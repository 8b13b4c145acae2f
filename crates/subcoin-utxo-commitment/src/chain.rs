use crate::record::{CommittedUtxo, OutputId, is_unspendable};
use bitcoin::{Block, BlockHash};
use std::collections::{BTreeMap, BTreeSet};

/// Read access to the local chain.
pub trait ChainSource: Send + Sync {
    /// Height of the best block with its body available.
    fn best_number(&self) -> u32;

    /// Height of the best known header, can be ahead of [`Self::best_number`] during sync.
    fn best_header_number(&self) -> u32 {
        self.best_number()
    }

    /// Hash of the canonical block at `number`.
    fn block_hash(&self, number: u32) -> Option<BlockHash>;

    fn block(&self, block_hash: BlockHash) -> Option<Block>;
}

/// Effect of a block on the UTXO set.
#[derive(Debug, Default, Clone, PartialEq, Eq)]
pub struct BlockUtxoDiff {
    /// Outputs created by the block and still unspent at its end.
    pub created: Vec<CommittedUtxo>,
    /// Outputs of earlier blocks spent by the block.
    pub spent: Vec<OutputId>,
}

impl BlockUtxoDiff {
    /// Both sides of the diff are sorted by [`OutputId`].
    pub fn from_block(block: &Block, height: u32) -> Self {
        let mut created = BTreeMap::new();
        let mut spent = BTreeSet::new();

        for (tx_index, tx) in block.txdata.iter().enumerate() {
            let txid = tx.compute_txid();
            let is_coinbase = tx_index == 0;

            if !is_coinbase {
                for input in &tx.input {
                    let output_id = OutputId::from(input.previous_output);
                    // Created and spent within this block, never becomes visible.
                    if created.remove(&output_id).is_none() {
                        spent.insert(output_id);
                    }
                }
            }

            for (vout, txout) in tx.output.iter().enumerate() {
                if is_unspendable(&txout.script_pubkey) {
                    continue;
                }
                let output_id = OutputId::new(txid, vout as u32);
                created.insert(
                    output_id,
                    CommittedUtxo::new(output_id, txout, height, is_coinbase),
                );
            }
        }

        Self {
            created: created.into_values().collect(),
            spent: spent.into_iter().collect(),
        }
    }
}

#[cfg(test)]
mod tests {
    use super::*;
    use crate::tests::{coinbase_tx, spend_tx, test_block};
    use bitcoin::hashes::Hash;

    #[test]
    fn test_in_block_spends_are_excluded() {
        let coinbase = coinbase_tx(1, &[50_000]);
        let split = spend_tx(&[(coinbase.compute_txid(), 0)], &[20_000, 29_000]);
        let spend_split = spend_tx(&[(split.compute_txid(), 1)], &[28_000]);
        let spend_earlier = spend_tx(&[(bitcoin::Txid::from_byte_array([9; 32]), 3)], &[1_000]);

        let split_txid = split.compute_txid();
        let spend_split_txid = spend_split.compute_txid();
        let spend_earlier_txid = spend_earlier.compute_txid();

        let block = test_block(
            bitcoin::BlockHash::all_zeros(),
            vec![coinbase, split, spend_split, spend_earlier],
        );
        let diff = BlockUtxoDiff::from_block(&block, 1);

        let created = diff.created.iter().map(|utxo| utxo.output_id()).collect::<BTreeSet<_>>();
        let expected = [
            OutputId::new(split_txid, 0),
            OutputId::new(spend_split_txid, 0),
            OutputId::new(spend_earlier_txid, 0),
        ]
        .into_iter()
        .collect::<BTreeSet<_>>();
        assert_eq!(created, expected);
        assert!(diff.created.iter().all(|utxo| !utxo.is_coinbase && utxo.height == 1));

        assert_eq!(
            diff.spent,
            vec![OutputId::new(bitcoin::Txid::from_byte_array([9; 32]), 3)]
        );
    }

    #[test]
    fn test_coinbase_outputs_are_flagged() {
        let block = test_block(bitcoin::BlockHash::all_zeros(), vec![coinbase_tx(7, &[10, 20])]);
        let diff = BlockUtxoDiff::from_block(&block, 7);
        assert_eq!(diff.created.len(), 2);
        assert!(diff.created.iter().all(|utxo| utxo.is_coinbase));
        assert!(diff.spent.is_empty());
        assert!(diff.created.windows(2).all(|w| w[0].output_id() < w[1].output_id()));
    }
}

» **Problem statement**: Every line of the material above that has the string "Option" needs pulling out.

» **Expected answer**:
    fn block_hash(&self, number: u32) -> Option<BlockHash>;
    fn block(&self, block_hash: BlockHash) -> Option<Block>;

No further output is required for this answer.